Bertrand Delanoë, maire de Paris : Perte d'un grand savant
M. Bertrand Delanoë, maire de Paris où le défunt «avait choisi de faire vivre et rayonner sa pensée et son action», a également tenu à rendre hommage à «ce grand savant et un esprit libre» qui a toujours «défendu, expliqué et incarné l'islam des Lumières, contre toutes les intolérances et au-delà de toutes les incompréhensions».

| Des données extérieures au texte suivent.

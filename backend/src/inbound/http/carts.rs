//! Cart HTTP handlers.
//!
//! Carts have no listing, create or delete routes; a cart comes into being on
//! the first add.

use actix_web::{HttpResponse, delete, get, patch, web};

use crate::domain::Error;
use crate::inbound::http::ApiResult;
use crate::inbound::http::course_lists::{
    self, CourseListRequest, CourseListResponse, MessageResponse,
};
use crate::inbound::http::state::HttpState;

/// Fetch a cart by identifier with course names filled in.
#[utoipa::path(
    get,
    path = "/cart/{id}",
    params(("id" = String, Path, description = "24-character hex identifier")),
    responses(
        (status = 200, description = "Cart", body = CourseListResponse),
        (status = 400, description = "Malformed identifier", body = Error),
        (status = 404, description = "No such cart", body = Error),
        (status = 503, description = "Course catalogue unavailable", body = Error)
    ),
    tags = ["carts"],
    operation_id = "getCart"
)]
#[get("/cart/{id}")]
pub async fn get_cart(
    state: web::Data<HttpState>,
    id: web::Path<String>,
) -> ApiResult<HttpResponse> {
    course_lists::fetch_by_id(&state.carts, &id).await
}

/// Fetch the cart owned by a user.
#[utoipa::path(
    get,
    path = "/cart/u/{user_id}",
    params(("user_id" = String, Path, description = "Owner of the cart")),
    responses(
        (status = 200, description = "Cart", body = CourseListResponse),
        (status = 404, description = "User has no cart", body = Error),
        (status = 503, description = "Course catalogue unavailable", body = Error)
    ),
    tags = ["carts"],
    operation_id = "getUserCart"
)]
#[get("/cart/u/{user_id}")]
pub async fn get_user_cart(
    state: web::Data<HttpState>,
    user_id: web::Path<String>,
) -> ApiResult<HttpResponse> {
    course_lists::fetch_by_user_id(&state.carts, &user_id).await
}

/// Put courses in a user's cart, creating the cart on first use.
///
/// The owner comes from the path; the body `user_id` must be present but
/// is ignored.
#[utoipa::path(
    patch,
    path = "/cart/course/add/{user_id}",
    params(("user_id" = String, Path, description = "Owner of the cart")),
    request_body = CourseListRequest,
    responses(
        (status = 200, description = "Courses added", body = MessageResponse),
        (status = 400, description = "Invalid request or empty selection", body = Error)
    ),
    tags = ["carts"],
    operation_id = "addCartCourses"
)]
#[patch("/cart/course/add/{user_id}")]
pub async fn add_cart_courses(
    state: web::Data<HttpState>,
    user_id: web::Path<String>,
    payload: web::Json<CourseListRequest>,
) -> ApiResult<HttpResponse> {
    course_lists::add_courses(&state.carts, &user_id, payload).await
}

/// Take courses out of a user's cart.
///
/// The owner comes from the path; the body `user_id` must be present but
/// is ignored.
#[utoipa::path(
    delete,
    path = "/cart/course/revoke/{user_id}",
    params(("user_id" = String, Path, description = "Owner of the cart")),
    request_body = CourseListRequest,
    responses(
        (status = 200, description = "Courses removed", body = MessageResponse),
        (status = 400, description = "Invalid request or empty selection", body = Error),
        (status = 404, description = "User has no cart", body = Error)
    ),
    tags = ["carts"],
    operation_id = "revokeCartCourses"
)]
#[delete("/cart/course/revoke/{user_id}")]
pub async fn revoke_cart_courses(
    state: web::Data<HttpState>,
    user_id: web::Path<String>,
    payload: web::Json<CourseListRequest>,
) -> ApiResult<HttpResponse> {
    course_lists::revoke_courses(&state.carts, &user_id, payload).await
}

/// Register every cart route.
pub fn configure(cfg: &mut web::ServiceConfig) {
    cfg.service(get_user_cart)
        .service(add_cart_courses)
        .service(revoke_cart_courses)
        .service(get_cart);
}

«Ce grand intellectuel, à travers notamment son Histoire de l'Islam et des musulmans de France a également contribué à inscrire la pensée et la pratique musulmanes dans la culture française», a-t-il écrit dans un communiqué. «Inlassable artisan du dialogue entre le christianisme, le judaïsme et l'islam», il a été animé par «la conviction que ce qui rassemble les différentes expressions de la foi monothéiste est infiniment plus puissant, et finalement plus réel, que ce qui les sépare», a-t-il ajouté.
Après avoir quitté sa Kabylie natale (Algérie), feu Arkoun a fait des études supérieures en France et choisi de s'installer définitivement à Paris, depuis plusieurs décennies, où il a embrassé la carrière universitaire.
Professeur émérite d'histoire de la pensée islamique à l'Université de la Sorbonne (Paris III) depuis 1993, Mohamed Arkoun a à son actif plus d'une quinzaine d'ouvrages dont une somme encyclopédique, sous sa direction, sur l'«Histoire de l'islam et des musulmans en France: Du Moyen-Age à nos jours».
Son livre «Humanisme et Islam: Combats et propositions» a été réédité par la maison d'édition marocaine Marsam en 2006.
Mohamed Arkoun, qui a développé la discipline «Islamologie appliquée» dans diverses universités européennes et américaines, a formé et initié plusieurs générations d'étudiants à la civilisation arabo-islamique, notamment en France et au Maroc.